*** Opening of RECORDS FOR THE EXERCISE ***
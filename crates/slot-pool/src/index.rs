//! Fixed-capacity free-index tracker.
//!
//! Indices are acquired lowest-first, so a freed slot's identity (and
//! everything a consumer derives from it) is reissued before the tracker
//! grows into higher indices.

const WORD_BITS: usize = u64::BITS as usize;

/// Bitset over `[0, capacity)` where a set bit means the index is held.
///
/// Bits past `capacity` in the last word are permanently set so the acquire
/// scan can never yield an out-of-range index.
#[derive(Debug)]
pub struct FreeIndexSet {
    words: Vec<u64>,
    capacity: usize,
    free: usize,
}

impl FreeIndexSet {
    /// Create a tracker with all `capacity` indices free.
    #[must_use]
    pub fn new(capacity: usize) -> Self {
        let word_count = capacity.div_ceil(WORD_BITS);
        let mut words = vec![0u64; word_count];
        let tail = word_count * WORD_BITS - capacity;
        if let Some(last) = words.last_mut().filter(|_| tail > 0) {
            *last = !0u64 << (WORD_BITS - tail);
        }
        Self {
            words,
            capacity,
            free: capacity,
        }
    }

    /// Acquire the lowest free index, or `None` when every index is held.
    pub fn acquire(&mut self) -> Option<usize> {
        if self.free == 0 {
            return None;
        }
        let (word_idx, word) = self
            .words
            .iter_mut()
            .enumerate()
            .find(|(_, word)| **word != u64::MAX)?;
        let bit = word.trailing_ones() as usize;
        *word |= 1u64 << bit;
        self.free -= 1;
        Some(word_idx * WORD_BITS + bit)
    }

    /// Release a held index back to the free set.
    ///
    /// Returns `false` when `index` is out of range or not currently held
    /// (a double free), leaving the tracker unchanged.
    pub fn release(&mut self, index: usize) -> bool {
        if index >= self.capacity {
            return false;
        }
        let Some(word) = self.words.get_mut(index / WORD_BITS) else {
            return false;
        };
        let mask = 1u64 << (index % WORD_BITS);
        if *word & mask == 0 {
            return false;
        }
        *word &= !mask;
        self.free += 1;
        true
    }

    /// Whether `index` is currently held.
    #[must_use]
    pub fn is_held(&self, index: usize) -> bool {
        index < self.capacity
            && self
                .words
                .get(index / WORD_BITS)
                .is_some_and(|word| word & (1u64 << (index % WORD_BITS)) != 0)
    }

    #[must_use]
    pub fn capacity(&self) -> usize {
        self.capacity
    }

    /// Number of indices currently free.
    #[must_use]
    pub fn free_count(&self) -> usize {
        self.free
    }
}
*** Close of RECORDS FOR THE EXERCISE ***
*** Opening of RECORDS FOR THE EXERCISE ***
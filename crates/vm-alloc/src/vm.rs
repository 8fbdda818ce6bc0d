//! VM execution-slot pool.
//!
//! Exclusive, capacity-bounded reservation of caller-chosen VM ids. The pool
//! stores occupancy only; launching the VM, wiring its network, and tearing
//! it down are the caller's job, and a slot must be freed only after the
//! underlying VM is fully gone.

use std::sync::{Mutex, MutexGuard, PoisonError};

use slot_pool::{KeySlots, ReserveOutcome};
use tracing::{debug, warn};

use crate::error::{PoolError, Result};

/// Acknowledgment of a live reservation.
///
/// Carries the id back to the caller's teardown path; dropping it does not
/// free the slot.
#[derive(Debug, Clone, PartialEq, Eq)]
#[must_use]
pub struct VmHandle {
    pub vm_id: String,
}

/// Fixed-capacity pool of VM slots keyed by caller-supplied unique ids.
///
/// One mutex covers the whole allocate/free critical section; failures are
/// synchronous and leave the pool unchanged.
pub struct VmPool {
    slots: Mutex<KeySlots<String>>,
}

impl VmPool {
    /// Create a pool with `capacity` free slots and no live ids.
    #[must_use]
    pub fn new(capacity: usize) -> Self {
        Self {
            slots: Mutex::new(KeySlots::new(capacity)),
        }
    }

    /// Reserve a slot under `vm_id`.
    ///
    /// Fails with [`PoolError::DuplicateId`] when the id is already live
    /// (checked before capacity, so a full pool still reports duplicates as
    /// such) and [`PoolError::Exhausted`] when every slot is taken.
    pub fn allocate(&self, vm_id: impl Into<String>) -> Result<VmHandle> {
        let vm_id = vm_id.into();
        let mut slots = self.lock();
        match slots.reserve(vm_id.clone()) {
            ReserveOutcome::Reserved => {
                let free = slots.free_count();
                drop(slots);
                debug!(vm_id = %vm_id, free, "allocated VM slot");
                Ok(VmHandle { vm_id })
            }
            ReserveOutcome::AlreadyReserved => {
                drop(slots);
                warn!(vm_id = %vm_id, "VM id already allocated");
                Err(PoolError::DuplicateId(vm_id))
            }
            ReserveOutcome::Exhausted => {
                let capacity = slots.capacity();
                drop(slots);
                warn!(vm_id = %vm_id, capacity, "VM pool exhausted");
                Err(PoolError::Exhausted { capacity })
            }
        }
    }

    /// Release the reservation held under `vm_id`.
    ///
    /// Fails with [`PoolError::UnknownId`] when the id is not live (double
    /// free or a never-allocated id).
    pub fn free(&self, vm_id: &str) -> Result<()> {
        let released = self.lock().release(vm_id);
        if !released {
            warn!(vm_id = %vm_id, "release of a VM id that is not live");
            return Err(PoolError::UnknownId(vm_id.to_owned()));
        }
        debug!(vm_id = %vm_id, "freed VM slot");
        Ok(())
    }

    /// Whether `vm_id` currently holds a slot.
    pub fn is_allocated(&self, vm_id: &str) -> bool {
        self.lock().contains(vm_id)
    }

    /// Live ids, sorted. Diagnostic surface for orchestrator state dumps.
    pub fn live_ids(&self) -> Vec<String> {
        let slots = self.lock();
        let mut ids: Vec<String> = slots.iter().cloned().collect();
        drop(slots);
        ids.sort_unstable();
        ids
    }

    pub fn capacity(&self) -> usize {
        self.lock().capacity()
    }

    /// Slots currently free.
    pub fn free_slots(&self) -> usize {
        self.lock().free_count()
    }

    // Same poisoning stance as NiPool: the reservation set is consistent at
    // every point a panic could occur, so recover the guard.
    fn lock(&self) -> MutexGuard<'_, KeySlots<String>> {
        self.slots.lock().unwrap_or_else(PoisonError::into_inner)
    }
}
*** Close of RECORDS FOR THE EXERCISE ***
#### TASK INSTRUCTIONS:
Only the lines containing "range" are needed; pull them out of the listing.

#### EXERCISE RESULT:
/// scan can never yield an out-of-range index.
    /// Returns `false` when `index` is out of range or not currently held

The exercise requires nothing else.